Elder caregiving: Know your options
In recent years, more Canadians have taken on the role of caregiver for their aging parents or family members. Over 8 million Canadians currently care for an older adult and this number is expected to increase as one in five Canadians pass 65 by 2027.1
Organizing an older loved one’s plans for eldercare can be an emotionally charged process. Not only do you need to assess your aging parent’s needs, you also need to consider your own capacity as a caregiver. Having a realistic eldercare plan will help to ensure that you and your older loved ones have the necessary support to continue leading active lives.
There're a range of eldercare options available and each one offers a different balance of independence and assistance. Let’s look at the different options and who’s best suited for each kind of care.
Did you know that older adults and senior families spend most of their income locally? Keeping older adults in their homes and communities longer is often mutually beneficial.
Aging in place is best for older adults who are independent, active, and mobile. Making a few home modifications to bathrooms, stairs, and hallways can keep seniors in their homes longer while decreasing the risk of injury.
In-home care is a great support for aging parents who already live in a home with modifications but still need more assistance. Knowing when and how to outsource certain aspects of eldercare can make life easier for you and your older loved ones.
Depending on need, you can typically arrange in-home visits for health care, personal care, and homemaking support. Often with a little extra help, older adults can continue to successfully stay in their homes and remain valuable members of their communities.

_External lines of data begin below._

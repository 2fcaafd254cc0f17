/// Shared types used across the codebase

use serde::{Deserialize, Serialize};

use crate::jsonapi::PageMeta;

/// Write operations a payload can be used for.
/// The presence of an id on the primary resource is the only signal.
#[derive(Debug, Clone, Copy, PartialEq, Eq, Serialize, Deserialize)]
pub enum Operation {
    Create,
    Update,
}

impl Operation {
    pub fn for_id(id: Option<&str>) -> Self {
        match id {
            Some(_) => Operation::Update,
            None => Operation::Create,
        }
    }
}

/// A page of mapped items, produced when a document's data is a list
#[derive(Debug, Clone, PartialEq, Serialize, Deserialize)]
pub struct Page<T> {
    pub meta: PageMeta,
    pub items: Vec<T>,
}

impl<T> Page<T> {
    pub fn len(&self) -> usize {
        self.items.len()
    }

    pub fn is_empty(&self) -> bool {
        self.items.is_empty()
    }

    pub fn map<U, E>(self, f: impl FnMut(T) -> Result<U, E>) -> Result<Page<U>, E> {
        Ok(Page {
            meta: self.meta,
            items: self.items.into_iter().map(f).collect::<Result<Vec<_>, E>>()?,
        })
    }
}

Moving a family member in with you can be a great alternative for aging parents who need more assistance. Sharing a space can take some getting used to, but there are often many benefits— financial and otherwise—that add up for both sides.
Independent living communities are great for seniors who are active and in good health but are looking for a place tailored to a senior lifestyle. These communities typically leave residents to live largely independently and often offer housekeeping and in-unit services for a fee. Independent living communities reduce strain on you as a caregiver and allows older adults to live their lives at their own pace.
Assisted living is ideal for seniors who are unable to complete daily tasks without assistance. Offering access to 24/7 on-site staff, these communities leave the level of assistance up to the resident and their caregivers while covering daily tasks like meals and medications. Assisted living communities allow for the most comprehensive level of independence in a place that recognizes the necessity of daily personal support.
It’s important to know your options as a prospective caregiver and to make a plan with your older loved one that identifies both your needs. Together you can manage sustainable support that puts independence and dignity first, so you can enjoy your time together.